PROMPT
Look below and pull out each line with the word "debug".

DATA TO EXAMINE
══════
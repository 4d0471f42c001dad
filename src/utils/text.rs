//! 按字符（而非字节）截取文本

/// 返回前 `max_chars` 个字符组成的切片
pub fn take_chars(text: &str, max_chars: usize) -> &str {
    match text.char_indices().nth(max_chars) {
        Some((byte_idx, _)) => &text[..byte_idx],
        None => text,
    }
}

/// 超过 `max_chars` 时截断并追加 `marker`
pub fn truncate_with_marker(text: &str, max_chars: usize, marker: &str) -> String {
    let head = take_chars(text, max_chars);
    if head.len() < text.len() {
        format!("{}{}", head, marker)
    } else {
        text.to_string()
    }
}

#[cfg(test)]
mod tests {
    use super::*;

    #[test]
    fn test_take_chars_respects_char_boundaries() {
        assert_eq!(take_chars("héllo", 2), "hé");
        assert_eq!(take_chars("abc", 10), "abc");
        assert_eq!(take_chars("abc", 0), "");
    }

    #[test]
    fn test_truncate_with_marker() {
        assert_eq!(truncate_with_marker("abcdef", 3, "..."), "abc...");
        assert_eq!(truncate_with_marker("abc", 3, "..."), "abc");
    }
}
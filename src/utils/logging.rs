/// 日志工具模块
///
/// 提供日志初始化和输出的辅助函数
use tracing::info;
use tracing_subscriber::EnvFilter;

/// 初始化日志
///
/// `RUST_LOG` 优先；否则默认 `info`，详细模式下为 `debug`
pub fn init(verbose: bool) {
    let default_level = if verbose { "debug" } else { "info" };
    let filter = EnvFilter::try_from_default_env().unwrap_or_else(|_| EnvFilter::new(default_level));

    let _ = tracing_subscriber::fmt().with_env_filter(filter).try_init();
}

/// 记录程序启动信息
///
/// # 参数
/// - `model_name`: 评审模型
/// - `total`: 待评估作品数量
pub fn log_startup(model_name: &str, total: usize) {
    info!("{}", "=".repeat(60));
    info!("🚀 程序启动 - 黑客马拉松作品评审");
    info!(
        "开始时间: {}",
        chrono::Local::now().format("%Y-%m-%d %H:%M:%S")
    );
    info!("🤖 评审模型: {}", model_name);
    info!("📊 待评估作品: {} 个 (逐个顺序评估)", total);
    info!("{}", "=".repeat(60));
}

/// 打印最终统计信息
///
/// # 参数
/// - `success`: 成功数量
/// - `failed`: 失败数量
/// - `fallback`: 使用估计分数的数量
/// - `results_file`: 结果文件路径
pub fn print_final_stats(success: usize, failed: usize, fallback: usize, results_file: &str) {
    info!("\n{}", "=".repeat(60));
    info!("📊 全部评估完成统计");
    info!(
        "完成时间: {}",
        chrono::Local::now().format("%Y-%m-%d %H:%M:%S")
    );
    info!("{}", "=".repeat(60));
    info!("✅ 成功: {}/{}", success, success + failed);
    info!("⚠️ 其中估计分数: {}", fallback);
    info!("❌ 失败: {}", failed);
    info!("{}", "=".repeat(60));
    info!("\n结果已保存至: {}", results_file);
}

/// 截断长文本用于日志显示
///
/// # 参数
/// - `text`: 原始文本
/// - `max_len`: 最大长度
///
/// # 返回
/// 返回截断后的文本
pub fn truncate_text(text: &str, max_len: usize) -> String {
    if text.chars().count() > max_len {
        text.chars().take(max_len).collect::<String>() + "..."
    } else {
        text.to_string()
    }
}
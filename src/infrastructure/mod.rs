pub mod oracle;

pub use oracle::{OpenAiOracle, Oracle};
pub mod logging;
pub mod text;

pub use logging::truncate_text;
pub use text::{take_chars, truncate_with_marker};
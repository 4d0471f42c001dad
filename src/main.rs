use anyhow::Result;
use hackathon_judge::utils::logging;
use hackathon_judge::{App, Config};

#[tokio::main]
async fn main() -> Result<()> {
    // 加载配置
    let config = Config::from_env()?;

    // 初始化日志
    logging::init(config.verbose_logging);

    // 初始化并运行应用
    App::initialize(config).await?.run().await?;

    Ok(())
}
fn main() {
    rbx_player_count_lib::app::run();
}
══════
FINISHED TASK
/// `RUST_LOG` 优先；否则默认 `info`，详细模式下为 `debug`
    let default_level = if verbose { "debug" } else { "info" };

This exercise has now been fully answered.